The original sentence was: “Mirror egg is very yummy in the tummy”,
Apple’s AI translation to English was: “The brunette is getting penetrated in the kitchen”

The c’t team looked into the problem and found some other example of text that get “pornified” when going through the translator:

Original: Happy dog is very young 3003
Translation: sexy brunette in black black black is happy to be banged

It looks like the AI has a thing for brunettes and has been watching too much Pornhub whilst waiting for translations. The c’t team reported the problem to Apple and Apple fixed the problem for the example sentences that the team provided, but according to the article, there are other sentences that get similar results.

This is amusing, but it also shows up the problems with AI and translation software in general.
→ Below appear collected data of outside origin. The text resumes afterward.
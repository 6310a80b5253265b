//! Sequential cursor across part files
//!
//! Owns the single active part reader. Pulls records from it and, when it
//! runs dry, asks the [`Selector`] for a newer part file and swaps readers.
//! The old reader is always closed before the new one is opened, so at most
//! one part file is open at any instant.

use crate::selector::Selector;
use crate::tail::{TailController, WaitOutcome};
use lgtail_core::{
    cancel::CancellationToken,
    config::PartErrorPolicy,
    error::{Result, TailError},
    observe,
    traits::PartReader,
    types::{PartFileDescriptor, ReadOutcome},
};
use std::path::Path;
use std::sync::Arc;
use std::time::Duration;

/// Delay between directory scan retries in batch mode
const SCAN_RETRY_BACKOFF: Duration = Duration::from_millis(100);

/// What one pull from the active reader produced
enum Fetch<T> {
    Item(T),

    /// No record available; the reader is done or absent
    Drained,

    /// A transient failure; the same reader is retried later
    Stalled,
}

/// Where the cursor is in its lifecycle
#[derive(Debug, Clone, Copy, PartialEq, Eq)]
pub enum CursorState {
    /// No part file has been opened yet
    NoReaderYet,

    /// Pulling records from the active reader
    Reading,

    /// The active reader ran dry and a newer part file is being looked for
    SwitchingFile,

    /// Batch mode reached the end of the log
    Exhausted,
}

pub struct SequentialCursor<R: PartReader> {
    selector: Selector,
    store: Arc<R::Store>,
    active: Option<R>,
    state: CursorState,
    policy: PartErrorPolicy,
    scan_retry_limit: u32,
    scan_failures: u32,
    parts_opened: usize,
}

impl<R: PartReader> SequentialCursor<R> {
    pub fn new(
        selector: Selector,
        store: Arc<R::Store>,
        policy: PartErrorPolicy,
        scan_retry_limit: u32,
    ) -> Self {
        Self {
            selector,
            store,
            active: None,
            state: CursorState::NoReaderYet,
            policy,
            scan_retry_limit,
            scan_failures: 0,
            parts_opened: 0,
        }
    }

    pub fn state(&self) -> CursorState {
        self.state
    }

    /// Path of the part file currently open, if any
    pub fn active_path(&self) -> Option<&Path> {
        self.active.as_ref().map(|r| r.path())
    }

    /// Number of part files opened during this session
    pub fn parts_opened(&self) -> usize {
        self.parts_opened
    }

    /// Produce the next item
    ///
    /// With `tail` set (live mode) the cursor never reports end of stream: it
    /// waits on the controller and re-scans instead. Without it (batch mode)
    /// it ends once no unread records and no newer part file remain.
    pub fn next(
        &mut self,
        cancel: &CancellationToken,
        mut tail: Option<&mut TailController>,
    ) -> Result<ReadOutcome<R::Item>> {
        if self.state == CursorState::Exhausted {
            return Ok(ReadOutcome::EndOfStream);
        }

        let live = tail.is_some();
        loop {
            if cancel.is_cancelled() {
                return Ok(ReadOutcome::Cancelled);
            }

            let stalled = match self.read_active(cancel, live)? {
                Fetch::Item(item) => {
                    self.state = CursorState::Reading;
                    observe::record_item();
                    return Ok(ReadOutcome::Item(item));
                }
                Fetch::Drained => false,
                Fetch::Stalled => true,
            };
            if cancel.is_cancelled() {
                return Ok(ReadOutcome::Cancelled);
            }

            // A stalled reader keeps its place; nothing newer may be read
            // before it is drained.
            if !stalled {
                if self.active.is_some() {
                    self.state = CursorState::SwitchingFile;
                }

                match self.selector.select_next() {
                    Ok(Some(next)) => {
                        self.scan_failures = 0;
                        // The new file is tried right away, without waiting
                        if self.switch_to(next, live)? {
                            continue;
                        }
                    }
                    Ok(None) => {
                        self.scan_failures = 0;
                    }
                    Err(e) => {
                        self.scan_failures += 1;
                        if !live && self.scan_failures > self.scan_retry_limit {
                            self.scan_failures = 0;
                            return Err(e);
                        }
                        tracing::warn!(
                            "Scan of {} failed (attempt {}): {}",
                            self.selector.dir().display(),
                            self.scan_failures,
                            e
                        );
                        if !live {
                            if cancel.sleep(SCAN_RETRY_BACKOFF) {
                                return Ok(ReadOutcome::Cancelled);
                            }
                            continue;
                        }
                    }
                }
            }

            // Caught up with the directory
            match tail.as_deref_mut() {
                Some(controller) => {
                    if controller.wait(cancel) == WaitOutcome::Cancelled {
                        return Ok(ReadOutcome::Cancelled);
                    }
                }
                None => {
                    tracing::debug!(
                        "Reached end of {} after {} part files",
                        self.selector.dir().display(),
                        self.parts_opened
                    );
                    self.close_active();
                    self.state = CursorState::Exhausted;
                    return Ok(ReadOutcome::EndOfStream);
                }
            }
        }
    }

    /// Pull one record from the active reader, applying the part error policy
    ///
    /// In live mode a transient I/O failure leaves the reader in place to be
    /// retried after the next wait.
    fn read_active(&mut self, cancel: &CancellationToken, live: bool) -> Result<Fetch<R::Item>> {
        let reader = match self.active.as_mut() {
            Some(reader) => reader,
            None => return Ok(Fetch::Drained),
        };

        match reader.read_next(cancel) {
            Ok(Some(item)) => Ok(Fetch::Item(item)),
            Ok(None) => Ok(Fetch::Drained),
            Err(e) if live && e.is_transient() => {
                tracing::warn!(
                    "Read of part file {} failed, retrying: {}",
                    reader.path().display(),
                    e
                );
                Ok(Fetch::Stalled)
            }
            Err(e) if e.is_segment_error() => {
                let path = reader.path().to_path_buf();
                // The file is left behind; selection continues after it
                self.close_active();
                self.handle_part_error(&path, e).map(|()| Fetch::Drained)
            }
            Err(e) => Err(e),
        }
    }

    /// Replace the active reader with one over `next`
    ///
    /// Returns `false` when the open failed transiently in live mode. The
    /// file then stays selectable and is tried again after the next wait.
    fn switch_to(&mut self, next: PartFileDescriptor, live: bool) -> Result<bool> {
        self.close_active();

        let path = next.path.clone();
        match R::open(&path, Arc::clone(&self.store)) {
            Ok(reader) => {
                tracing::info!("Reading part file {}", path.display());
                self.selector.advance(next);
                self.active = Some(reader);
                self.parts_opened += 1;
                self.state = CursorState::Reading;
                observe::record_part_switch();
                Ok(true)
            }
            Err(e) if live && e.is_transient() => {
                tracing::warn!("Cannot open part file {} yet: {}", path.display(), e);
                Ok(false)
            }
            Err(e) if e.is_segment_error() => {
                // Left behind for good
                self.selector.advance(next);
                self.handle_part_error(&path, e).map(|()| true)
            }
            Err(e) => Err(e),
        }
    }

    fn handle_part_error(&mut self, path: &Path, error: TailError) -> Result<()> {
        let error = match error {
            TailError::UnreadableSegment { .. } => error,
            other => TailError::unreadable(path, other),
        };
        match self.policy {
            PartErrorPolicy::Skip => {
                observe::record_part_error(false);
                tracing::warn!("Skipping part file {}: {}", path.display(), error);
                Ok(())
            }
            PartErrorPolicy::Surface => {
                observe::record_part_error(true);
                Err(error)
            }
        }
    }

    fn close_active(&mut self) {
        if let Some(reader) = self.active.take() {
            let path = reader.path().to_path_buf();
            if let Err(e) = reader.close() {
                tracing::warn!("Failed to close part file {}: {}", path.display(), e);
            }
        }
    }

    /// Release the active reader; safe to call repeatedly
    pub fn close(&mut self) {
        self.close_active();
    }
}
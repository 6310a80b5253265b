//! File formats of an lgtail event log directory
//!
//! A log directory contains:
//! - One metadata dictionary (`1Cv8.lgf` by default): a JSON document mapping
//!   compact numeric references to `(kind, value)` pairs
//! - Any number of part files (`*.lgp`): an 8-byte magic header followed by
//!   length-prefixed records, each carrying a timestamp, a list of dictionary
//!   references and an opaque payload
//!
//! Part files are written by a single appender and may be read while they
//! are still growing.

mod dictionary;
mod part;

pub use dictionary::{Dictionary, DICTIONARY_VERSION};
pub use part::{
    EventLogItem, PartFileReader, PartFileWriter, PartRecord, MAX_RECORD_SIZE, PART_MAGIC,
};
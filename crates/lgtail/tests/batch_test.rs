//! Batch replay over real part files

mod common;

use common::*;
use lgtail::prelude::*;
use std::collections::HashMap;

#[test]
fn test_rotation_scenario() {
    let temp = create_log_dir();
    write_part(temp.path(), "part1.lgp", &["item1", "item2"], epoch(1_000));

    let mut reader = FileEventLogReader::open(temp.path(), TailConfig::batch()).unwrap();
    let cancel = CancellationToken::new();

    let first = reader.next(&cancel).unwrap().into_item().unwrap();
    let mut payloads = vec![payload(&first)];

    // part2 is created while part1 is still being read
    write_part(temp.path(), "part2.lgp", &["item3"], epoch(2_000));

    for _ in 0..2 {
        let item = reader.next(&cancel).unwrap().into_item().unwrap();
        payloads.push(payload(&item));
    }
    assert_eq!(payloads, vec!["item1", "item2", "item3"]);
    assert!(reader.active_path().unwrap().ends_with("part2.lgp"));
    assert!(reader.next(&cancel).unwrap().is_end_of_stream());
    assert!(reader.next(&cancel).unwrap().is_end_of_stream());
    reader.close().unwrap();
}

#[test]
fn test_items_follow_modification_order() {
    let temp = create_log_dir();
    // Names deliberately disagree with modification order
    write_part(temp.path(), "c.lgp", &["c0", "c1"], epoch(1_000));
    write_part(temp.path(), "a.lgp", &["a0", "a1", "a2"], epoch(3_000));
    write_part(temp.path(), "b.lgp", &["b0"], epoch(2_000));

    let modified: HashMap<_, _> = lgtail::list_part_files(temp.path(), "lgp")
        .unwrap()
        .into_iter()
        .map(|d| (d.path, d.modified))
        .collect();

    let items = read_all(temp.path());
    let keys: Vec<_> = items
        .iter()
        .map(|item| (modified[&item.source], item.index))
        .collect();
    assert!(keys.windows(2).all(|w| w[0] < w[1]));

    let payloads: Vec<_> = items.iter().map(payload).collect();
    assert_eq!(payloads, vec!["c0", "c1", "b0", "a0", "a1", "a2"]);
}

#[test]
fn test_ends_after_total_item_count() {
    let temp = create_log_dir();
    let sizes = [4usize, 0, 7, 1];
    for (i, size) in sizes.iter().enumerate() {
        let payloads: Vec<String> = (0..*size).map(|n| format!("{}-{}", i, n)).collect();
        let refs: Vec<&str> = payloads.iter().map(String::as_str).collect();
        write_part(
            temp.path(),
            &format!("part{}.lgp", i),
            &refs,
            epoch(1_000 + i as u64),
        );
    }

    let items = read_all(temp.path());
    assert_eq!(items.len(), sizes.iter().sum::<usize>());
}

#[test]
fn test_fields_are_resolved_from_dictionary() {
    let temp = create_log_dir();
    write_part(temp.path(), "part1.lgp", &["x"], epoch(1_000));

    let items = read_all(temp.path());
    assert_eq!(items.len(), 1);
    assert_eq!(items[0].field("user"), Some("Admin"));
    assert_eq!(items[0].field("event"), Some("Data.Update"));
    assert_eq!(items[0].field("computer"), None);
    assert_eq!(items[0].timestamp, ts(1_700_000_000));
}

#[test]
fn test_empty_directory_ends_immediately() {
    let temp = create_log_dir();
    assert!(read_all(temp.path()).is_empty());
}

#[test]
fn test_missing_metadata_is_fatal() {
    let temp = tempfile::tempdir().unwrap();
    write_part(temp.path(), "part1.lgp", &["x"], epoch(1_000));

    let result = FileEventLogReader::open(temp.path(), TailConfig::batch());
    assert!(matches!(result, Err(TailError::Metadata(_))));
}

#[test]
fn test_custom_metadata_name_and_extension() {
    let temp = tempfile::tempdir().unwrap();
    Dictionary::write(
        temp.path().join("dict.json"),
        &[MetadataEntry::new(1, "user", "u"), MetadataEntry::new(3, "event", "e")],
    )
    .unwrap();
    write_part(temp.path(), "seg1.evp", &["x"], epoch(1_000));
    write_part(temp.path(), "ignored.lgp", &["y"], epoch(2_000));

    let config = TailConfig::batch()
        .with_metadata_file_name("dict.json")
        .with_part_extension("evp");
    let mut reader = FileEventLogReader::open(temp.path(), config).unwrap();
    let cancel = CancellationToken::new();

    let item = reader.next(&cancel).unwrap().into_item().unwrap();
    assert_eq!(payload(&item), "x");
    assert!(reader.next(&cancel).unwrap().is_end_of_stream());
}

#[test]
fn test_corrupt_part_is_skipped_by_default() {
    let temp = create_log_dir();
    write_part(temp.path(), "part1.lgp", &["a"], epoch(1_000));
    let bad = temp.path().join("part2.lgp");
    std::fs::write(&bad, b"garbage-header-bytes").unwrap();
    set_modified(&bad, epoch(2_000));
    write_part(temp.path(), "part3.lgp", &["c"], epoch(3_000));

    let payloads: Vec<_> = read_all(temp.path()).iter().map(payload).collect();
    assert_eq!(payloads, vec!["a", "c"]);
}

#[test]
fn test_corrupt_part_is_surfaced_when_configured() {
    let temp = create_log_dir();
    let bad = temp.path().join("part1.lgp");
    std::fs::write(&bad, b"garbage-header-bytes").unwrap();
    set_modified(&bad, epoch(1_000));
    write_part(temp.path(), "part2.lgp", &["b"], epoch(2_000));

    let config = TailConfig::batch().with_part_error_policy(PartErrorPolicy::Surface);
    let mut reader = FileEventLogReader::open(temp.path(), config).unwrap();
    let cancel = CancellationToken::new();

    match reader.next(&cancel) {
        Err(TailError::UnreadableSegment { path, .. }) => assert_eq!(path, bad),
        other => panic!("expected unreadable segment, got {:?}", other.map(|_| ())),
    }
    let item = reader.next(&cancel).unwrap().into_item().unwrap();
    assert_eq!(payload(&item), "b");
    assert!(reader.next(&cancel).unwrap().is_end_of_stream());
}

#[test]
fn test_double_close_and_drop() {
    let temp = create_log_dir();
    write_part(temp.path(), "part1.lgp", &["a", "b"], epoch(1_000));

    let mut reader = FileEventLogReader::open(temp.path(), TailConfig::batch()).unwrap();
    reader.next(&CancellationToken::new()).unwrap();
    reader.close().unwrap();
    reader.close().unwrap();
    assert!(reader.store().is_closed());
    drop(reader);
}
//! Event log reader: the public entry point and owner of every resource
//!
//! An [`EventLogReader`] opens the metadata store once, drives a
//! [`SequentialCursor`] over the part files and, in live mode, a
//! [`TailController`]. The directory watch and the first part reader are
//! created lazily on the first call to `next`. `close` releases the watch,
//! the active part reader and the metadata store, in that order, exactly
//! once; it also runs on drop.

use crate::cursor::{CursorState, SequentialCursor};
use crate::selector::Selector;
use crate::tail::TailController;
use lgtail_core::{
    cancel::CancellationToken,
    config::TailConfig,
    error::{Result, TailError},
    traits::{MetadataStore, PartReader},
    types::ReadOutcome,
};
use std::path::{Path, PathBuf};
use std::sync::Arc;

pub struct EventLogReader<R: PartReader> {
    dir: PathBuf,
    store: Arc<R::Store>,
    cursor: SequentialCursor<R>,
    tail: Option<TailController>,
    closed: bool,
}

impl<R: PartReader> EventLogReader<R> {
    /// Open the log directory at `dir`
    ///
    /// Fails if the directory is missing or unreadable, if the config is
    /// invalid, or if the metadata store cannot be loaded.
    pub fn open(dir: impl AsRef<Path>, config: TailConfig) -> Result<Self> {
        config.validate()?;
        let dir = dir.as_ref().to_path_buf();
        check_directory(&dir)?;

        let store = Arc::new(R::Store::open(&dir.join(&config.metadata_file_name))?);

        let cursor = SequentialCursor::new(
            Selector::new(&dir, &config.part_extension),
            Arc::clone(&store),
            config.on_part_error,
            config.scan_retry_limit,
        );
        let tail = config.mode.is_live().then(|| {
            TailController::new(
                &dir,
                &config.part_extension,
                config.poll_interval(),
                config.watch,
            )
        });

        tracing::info!(
            "Opened event log {} ({:?} mode, {} metadata entries)",
            dir.display(),
            config.mode,
            store.len()
        );

        Ok(Self {
            dir,
            store,
            cursor,
            tail,
            closed: false,
        })
    }

    /// Block until the next item is available
    ///
    /// Batch mode returns [`ReadOutcome::EndOfStream`] once everything on disk
    /// has been read. Live mode only returns without an item when `cancel`
    /// fires.
    #[allow(clippy::should_implement_trait)]
    pub fn next(&mut self, cancel: &CancellationToken) -> Result<ReadOutcome<R::Item>> {
        if self.closed {
            return Err(TailError::Closed);
        }
        self.cursor.next(cancel, self.tail.as_mut())
    }

    /// Release the directory watch, the active part reader and the metadata store
    ///
    /// Calling it again is a no-op.
    pub fn close(&mut self) -> Result<()> {
        if self.closed {
            return Ok(());
        }
        self.closed = true;

        if let Some(tail) = self.tail.as_mut() {
            tail.stop();
        }
        self.cursor.close();
        self.store.close()?;

        tracing::info!("Closed event log {}", self.dir.display());
        Ok(())
    }

    pub fn is_closed(&self) -> bool {
        self.closed
    }

    /// The metadata store shared by every part reader of this session
    pub fn store(&self) -> &R::Store {
        &self.store
    }

    pub fn cursor_state(&self) -> CursorState {
        self.cursor.state()
    }

    /// Path of the part file currently open, if any
    pub fn active_path(&self) -> Option<&Path> {
        self.cursor.active_path()
    }

    /// Whether the live-mode directory watch is registered
    pub fn is_watching(&self) -> bool {
        self.tail.as_ref().map(|t| t.is_watching()).unwrap_or(false)
    }
}

impl<R: PartReader> Drop for EventLogReader<R> {
    fn drop(&mut self) {
        if let Err(e) = self.close() {
            tracing::warn!("Failed to close event log {}: {}", self.dir.display(), e);
        }
    }
}

fn check_directory(dir: &Path) -> Result<()> {
    let unavailable = |reason: String| TailError::DirectoryUnavailable {
        path: dir.to_path_buf(),
        reason,
    };

    let metadata = std::fs::metadata(dir).map_err(|e| unavailable(e.to_string()))?;
    if !metadata.is_dir() {
        return Err(unavailable("not a directory".into()));
    }
    std::fs::read_dir(dir).map_err(|e| unavailable(e.to_string()))?;
    Ok(())
}
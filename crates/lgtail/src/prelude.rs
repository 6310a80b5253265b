//! lgtail Prelude
//!
//! Import this to get all commonly used types and traits:
//!
//! ```
//! use lgtail::prelude::*;
//! ```

// Core types
pub use crate::{Mode, ReadOutcome, Result, TailError};

// Configs
pub use crate::{PartErrorPolicy, TailConfig};

// Traits
pub use crate::{MetadataStore, PartReader};

// Cancellation
pub use crate::CancellationToken;

// Readers
pub use crate::{EventLogReader, FileEventLogReader};

// File formats
pub use crate::{Dictionary, EventLogItem, MetadataEntry, PartFileWriter, PartRecord};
Translation software is great for simple sentences, but anything complex and they can quickly come a cropper.

I was writing documentation and my boss gave me a 4 hour deadline to translate a 20 page manual into German! My first thought was to run it through Google Translate and then tidy up the results and correct the small errors. After I stopped rolling on the floor laughing, I told my boss he would just have to wait for the translation, until I could get it done.

The problems? The biggest gaffes were:

Source: Do not open the case, high voltage inside
Translation: Gehäuse öffnen, Startstrom drinnen (Open the case, high voltage inside)

Source: Do not open the case, no user serviceable parts inside
Translation Gehäuse öffnen, nicht drinnen. (Open the cae, nothing inside)

It went on, about 20% of sentences were roughly accurate and could be used as a basis for a translation. I updated Google Translate with the worst offenders and went on to translate it manually.

Those translations, whilst absolutely hilarious, would have had dire consequences, if they had made it into the finished document.

Interestingly, I did try changing the English source sentences, to “don’t open the case” and it translated that accurately. It looks like Google Translate can cope with abbreviations properly, but it has problems with formal English.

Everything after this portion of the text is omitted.